Saturday, June 28, 2008

Giles and the Nuances of Scalia

And Also: Good article in the NYT, one of several on the general subject, noting that "The United States and the European Union are nearing completion of an agreement allowing law enforcement and security agencies to obtain private information ... about people on the other side of the Atlantic Ocean." Seems some on that side wants some right to litigate violations, and not just "trust us." Wonder why.


We consider whether a defendant forfeits his Sixth Amendment right to confront a witness against him when a judge determines that a wrongful act by the defendant made the witness unavailable to testify at trial.

-- GILES v. CALIFORNIA

Heller wasn't the only ruling that Scalia wrote and used to focus on original understanding and old time English precedents.

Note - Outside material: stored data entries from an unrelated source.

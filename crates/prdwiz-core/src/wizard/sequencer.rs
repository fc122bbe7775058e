//! Drives the wizard through its steps: validation gates, navigation and the
//! final submission.

use std::{future::Future, time::Duration};

use log::{debug, error, info, warn};
use tokio::sync::watch;

use super::{
    state::{Action, WizardState},
    steps::WizardStep,
};
use crate::{
    error::Result,
    models::{NewDocument, PrdDocument, PrdDraft},
    notify::Notifier,
    validation::{validate_document, ValidationResult},
};

/// Delay between a successful save and the form reset.
pub const DEFAULT_GRACE_PERIOD: Duration = Duration::from_millis(1500);

/// Destination for submitted documents.
pub trait DocumentSink: Send + Sync {
    fn create_document(
        &self,
        document: NewDocument,
    ) -> impl Future<Output = Result<PrdDocument>> + Send;
}

#[derive(Debug, Clone, Copy, PartialEq, Eq)]
pub struct WizardConfig {
    pub grace_period: Duration,
}

impl Default for WizardConfig {
    fn default() -> Self {
        Self {
            grace_period: DEFAULT_GRACE_PERIOD,
        }
    }
}

/// Where the caller should go once a flow completes.
#[derive(Debug, Clone, Copy, PartialEq, Eq)]
pub enum View {
    DocumentList,
}

/// Result of [`Sequencer::go_next`].
#[derive(Debug, Clone, PartialEq, Eq)]
pub enum StepOutcome {
    /// Moved forward to this step
    Advanced(WizardStep),
    /// Last step passed; the draft can be submitted
    Ready,
    Rejected(ValidationResult),
}

/// Result of a submission that did not fail in persistence.
#[derive(Debug, Clone, PartialEq, Eq)]
pub enum SubmitOutcome {
    Rejected(ValidationResult),
    Saved { document: PrdDocument, next: View },
}

/// Sets `is_submitting` for its lifetime and clears it on every exit path,
/// including a dropped future.
struct Submitting<'a> {
    state: &'a mut WizardState,
    published: &'a watch::Sender<bool>,
}

impl<'a> Submitting<'a> {
    fn begin(state: &'a mut WizardState, published: &'a watch::Sender<bool>) -> Self {
        state.dispatch(Action::SetSubmitting(true));
        published.send_replace(true);
        Self { state, published }
    }
}

impl Drop for Submitting<'_> {
    fn drop(&mut self) {
        self.state.dispatch(Action::SetSubmitting(false));
        self.published.send_replace(false);
    }
}

pub struct Sequencer<S> {
    state: WizardState,
    sink: S,
    notifier: Notifier,
    config: WizardConfig,
    submitting: watch::Sender<bool>,
}

impl<S: DocumentSink> Sequencer<S> {
    pub fn new(sink: S, notifier: Notifier) -> Self {
        Self {
            state: WizardState::default(),
            sink,
            notifier,
            config: WizardConfig::default(),
            submitting: watch::channel(false).0,
        }
    }

    #[must_use]
    pub fn with_config(mut self, config: WizardConfig) -> Self {
        self.config = config;
        self
    }

    pub fn state(&self) -> &WizardState {
        &self.state
    }

    /// Follows `is_submitting` while a `submit` call is awaiting the sink.
    pub fn watch_submitting(&self) -> watch::Receiver<bool> {
        self.submitting.subscribe()
    }

    /// The active step.
    pub fn step(&self) -> WizardStep {
        self.state.step().unwrap_or(WizardStep::ProjectInfo)
    }

    /// Merge edits into the draft.
    pub fn update(&mut self, partial: PrdDraft) {
        self.state.dispatch(Action::UpdateFormData(partial));
    }

    fn reject(&mut self, result: ValidationResult) -> ValidationResult {
        self.state.dispatch(Action::SetError(Some(result.joined())));
        if let Some(first) = result.first_error() {
            self.notifier.error(first);
        }
        result
    }

    /// Validate the active step and advance when it passes.
    pub fn go_next(&mut self) -> StepOutcome {
        self.state.dispatch(Action::SetError(None));

        let step = self.step();
        let result = step.validate(&self.state.form_data);
        if !result.is_valid {
            debug!("{step} rejected with {} errors", result.errors.len());
            return StepOutcome::Rejected(self.reject(result));
        }

        match WizardStep::from_index(step.index() + 1) {
            Some(next) => {
                self.state.dispatch(Action::SetStep(next.index()));
                self.notifier
                    .success(format!("Step {} completed successfully", step.index()));
                StepOutcome::Advanced(next)
            }
            None => StepOutcome::Ready,
        }
    }

    /// Step back without validating the step being left.
    pub fn go_previous(&mut self) -> WizardStep {
        self.state.dispatch(Action::SetError(None));

        let step = self.step();
        if step.index() > 1 {
            self.state.dispatch(Action::SetStep(step.index() - 1));
        }
        self.step()
    }

    /// Validate the active step and the whole draft, then persist it.
    ///
    /// Validation failures come back as [`SubmitOutcome::Rejected`] without
    /// touching the sink. A persistence failure leaves the draft intact,
    /// records the message in the error slot and is returned as `Err`. After a
    /// successful save the form is reset once the grace period has elapsed.
    pub async fn submit(&mut self) -> Result<SubmitOutcome> {
        self.state.dispatch(Action::SetError(None));

        let step_result = self.step().validate(&self.state.form_data);
        if !step_result.is_valid {
            warn!("Submission rejected on {}", self.step());
            return Ok(SubmitOutcome::Rejected(self.reject(step_result)));
        }
        let whole = validate_document(&self.state.form_data);
        if !whole.is_valid {
            warn!("Submission rejected: {}", whole.errors.join("; "));
            return Ok(SubmitOutcome::Rejected(self.reject(whole)));
        }

        let document = NewDocument::try_from(self.state.form_data.clone())?;
        let saved = {
            let _submitting = Submitting::begin(&mut self.state, &self.submitting);
            self.sink.create_document(document).await
        };

        match saved {
            Ok(document) => {
                info!("Submitted PRD {}", document.id);
                self.notifier.success("PRD created successfully!");
                tokio::time::sleep(self.config.grace_period).await;
                self.state.dispatch(Action::ResetForm);
                Ok(SubmitOutcome::Saved {
                    document,
                    next: View::DocumentList,
                })
            }
            Err(e) => {
                error!("Failed to save PRD: {e}");
                let message = e.to_string();
                self.state.dispatch(Action::SetError(Some(message.clone())));
                self.notifier.error(message);
                Err(e)
            }
        }
    }
}

#[cfg(test)]
mod tests {
    use std::{
        sync::{
            atomic::{AtomicUsize, Ordering},
            Mutex,
        },
        time::Instant,
    };

    use super::*;
    use crate::{
        error::PrdError,
        fixtures::sample_draft,
        notify::{NotificationCenter, NotificationKind},
    };

    #[derive(Default)]
    struct MemorySink {
        fail: bool,
        hang: bool,
        calls: AtomicUsize,
        saved: Mutex<Vec<PrdDocument>>,
        submitting: Mutex<Option<watch::Receiver<bool>>>,
        seen_submitting: Mutex<Vec<bool>>,
    }

    impl DocumentSink for MemorySink {
        async fn create_document(&self, document: NewDocument) -> Result<PrdDocument> {
            self.calls.fetch_add(1, Ordering::SeqCst);
            let observed = self
                .submitting
                .lock()
                .unwrap()
                .as_ref()
                .map(|rx| *rx.borrow());
            if let Some(flag) = observed {
                self.seen_submitting.lock().unwrap().push(flag);
            }
            if self.hang {
                std::future::pending::<()>().await;
            }
            if self.fail {
                return Err(PrdError::Configuration {
                    message: "disk full".to_string(),
                });
            }
            let stored = document.with_id("1-acme".to_string());
            self.saved.lock().unwrap().push(stored.clone());
            Ok(stored)
        }
    }

    fn sequencer(sink: MemorySink) -> (NotificationCenter, Sequencer<MemorySink>) {
        let center = NotificationCenter::default();
        let sequencer = Sequencer::new(sink, center.notifier()).with_config(WizardConfig {
            grace_period: Duration::ZERO,
        });
        (center, sequencer)
    }

    fn messages(center: &mut NotificationCenter) -> Vec<(NotificationKind, String)> {
        center
            .pump(Instant::now())
            .into_iter()
            .map(|n| (n.kind, n.message))
            .collect()
    }

    #[test]
    fn test_go_next_blocks_on_invalid_step() {
        let (mut center, mut sequencer) = sequencer(MemorySink::default());

        let outcome = sequencer.go_next();
        assert!(matches!(outcome, StepOutcome::Rejected(ref r) if r.errors.len() == 2));
        assert_eq!(sequencer.state().current_step, 1);
        assert_eq!(
            sequencer.state().error.as_deref(),
            Some("Project name is required\nProject vision is required")
        );
        assert_eq!(
            messages(&mut center),
            vec![(NotificationKind::Error, "Project name is required".to_string())]
        );
    }

    #[test]
    fn test_walks_all_steps() {
        let (mut center, mut sequencer) = sequencer(MemorySink::default());
        sequencer.update(sample_draft("Acme"));

        for expected in 2..=5 {
            let outcome = sequencer.go_next();
            assert_eq!(
                outcome,
                StepOutcome::Advanced(WizardStep::from_index(expected).unwrap())
            );
            assert_eq!(sequencer.state().error, None);
        }
        assert_eq!(sequencer.go_next(), StepOutcome::Ready);
        assert_eq!(sequencer.state().current_step, 5);

        let notes = messages(&mut center);
        assert_eq!(notes.len(), 4);
        assert_eq!(notes[0].1, "Step 1 completed successfully");
    }

    #[test]
    fn test_go_previous_does_not_validate() {
        let (_center, mut sequencer) = sequencer(MemorySink::default());
        sequencer.update(sample_draft("Acme"));
        sequencer.go_next();
        sequencer.update(PrdDraft {
            reference_links: Some(vec![]),
            ..Default::default()
        });

        assert_eq!(sequencer.go_previous(), WizardStep::ProjectInfo);
        assert_eq!(sequencer.go_previous(), WizardStep::ProjectInfo);
        assert_eq!(sequencer.state().current_step, 1);
    }

    #[tokio::test]
    async fn test_submit_rejects_incomplete_draft_without_saving() {
        let (_center, mut sequencer) = sequencer(MemorySink::default());
        sequencer.update(PrdDraft {
            project_name: Some("Acme".to_string()),
            vision: Some("v".to_string()),
            ..Default::default()
        });

        match sequencer.submit().await.unwrap() {
            SubmitOutcome::Rejected(result) => {
                assert!(result.errors.iter().any(|e| e.contains("user story")));
            }
            other => panic!("Expected rejection, got {other:?}"),
        }
        assert_eq!(sequencer.sink.calls.load(Ordering::SeqCst), 0);
        assert!(sequencer.state().error.is_some());
    }

    #[tokio::test]
    async fn test_submit_success_resets_form() {
        let (mut center, mut sequencer) = sequencer(MemorySink::default());
        sequencer.update(sample_draft("Acme"));

        let outcome = sequencer.submit().await.unwrap();
        match outcome {
            SubmitOutcome::Saved { document, next } => {
                assert_eq!(document.project_name, "Acme");
                assert_eq!(next, View::DocumentList);
            }
            other => panic!("Expected save, got {other:?}"),
        }
        assert_eq!(sequencer.state(), &WizardState::default());
        assert_eq!(sequencer.sink.saved.lock().unwrap().len(), 1);
        assert!(messages(&mut center)
            .contains(&(NotificationKind::Success, "PRD created successfully!".to_string())));
    }

    #[tokio::test]
    async fn test_submit_failure_keeps_draft() {
        let (mut center, mut sequencer) = sequencer(MemorySink {
            fail: true,
            ..Default::default()
        });
        sequencer.update(sample_draft("Acme"));

        let err = sequencer.submit().await.unwrap_err();
        assert!(matches!(err, PrdError::Configuration { .. }));

        let state = sequencer.state();
        assert!(!state.is_submitting);
        assert_eq!(state.form_data, sample_draft("Acme"));
        assert_eq!(state.error.as_deref(), Some("Configuration error: disk full"));
        assert!(messages(&mut center)
            .iter()
            .any(|(kind, _)| *kind == NotificationKind::Error));

        // Retrying reaches the sink again.
        let _ = sequencer.submit().await;
        assert_eq!(sequencer.sink.calls.load(Ordering::SeqCst), 2);
    }

    #[tokio::test]
    async fn test_submitting_spans_the_sink_call() {
        let (_center, mut sequencer) = sequencer(MemorySink::default());
        let rx = sequencer.watch_submitting();
        *sequencer.sink.submitting.lock().unwrap() = Some(rx.clone());
        sequencer.update(sample_draft("Acme"));

        assert!(!*rx.borrow());
        sequencer.submit().await.unwrap();

        assert_eq!(*sequencer.sink.seen_submitting.lock().unwrap(), vec![true]);
        assert!(!*rx.borrow());
        assert!(!sequencer.state().is_submitting);
    }

    #[tokio::test]
    async fn test_dropped_submit_clears_submitting() {
        let (mut center, mut sequencer) = sequencer(MemorySink {
            hang: true,
            ..Default::default()
        });
        let rx = sequencer.watch_submitting();
        sequencer.update(sample_draft("Acme"));
        sequencer.go_next();

        let timed_out = tokio::time::timeout(Duration::from_millis(20), sequencer.submit()).await;
        assert!(timed_out.is_err());

        assert_eq!(sequencer.sink.calls.load(Ordering::SeqCst), 1);
        let state = sequencer.state();
        assert!(!state.is_submitting);
        assert!(!*rx.borrow());
        assert_eq!(state.form_data, sample_draft("Acme"));
        assert_eq!(state.current_step, 2);
        assert_eq!(state.error, None);
        assert!(!messages(&mut center)
            .iter()
            .any(|(_, message)| message == "PRD created successfully!"));
    }
}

The other concerned statements admitted into a murder trial involving past comments of the person killed. This was held as inadmissible hearsay as such because (uh) she could not be cross-examined. Stevens and Breyer (with Kennedy this time) dissented here too. Souter wrote a concurrence,* which I wish he did in Heller, noting original understanding is only of limited relevance and clarity, but overall, the majority was right.

[It does bear noting that the majority here followed originalist history with precedent supporting it -- more completely than in Heller, surely.]

Some discussion of the latter point is being made at some interesting discussions over at Balkinization, where I felt compelled to submit my .02 in most cases. A respectful look at history and original understanding generally warrants such a perspective, one sadly ignored too often by simplistic reasoning on both sides. And, as compared to some at Volokh Conspiracy, I'm not as enthusiastic when both sides use history badly. The fact something looks "scholarly" only takes you so far.

The majority here noted that the sad situation here aside, "abridging the constitutional rights of criminal defendants is not in the State’s arsenal." Calling Justice Brennan. The majority, as noted by Souter, also had an interesting bit that channeled Scalia's pal Justice Ginsburg:
The domestic-violence context is, however, relevant for a separate reason. Acts of domestic violence often are intended to dissuade a victim from resorting to outside help, and include conduct designed to prevent testimony to police officers or cooperation in criminal prosecutions. Where such an abusive relationship culminates in murder, the evidence may support a finding that the crime expressed the intent to isolate the victim and to stop her from reporting abuse to the authorities or cooperating with a criminal prosecution—rendering her prior statements admissible under the forfeiture doctrine. Earlier abuse, or threats of abuse, intended to dissuade the victim from resorting to outside help would be highly relevant to this inquiry, as would evidence of ongoing criminal proceedings at which the victim would have been expected to testify.

It's good when such perspectives show up in court rulings. It also underlines that Scalia often is not as "clean" as some conservatives think. He sets forth a clear line here, but opens up a chance to make it more complicated. In Heller, he protects the right to gun ownership, but (reading like an advisory opinion) assures us a ton of regulation is allowed (and not only the ones he listed). And, he opposes the Court's punitive damage case law, but in the Exxon case served as the key vote (along with Thomas) to strike down the award because of some maritime exception Stevens and company noted was far from compelling.

Another term ends. Looking forward to my recent tradition of reading the Cato Supreme Court review around October.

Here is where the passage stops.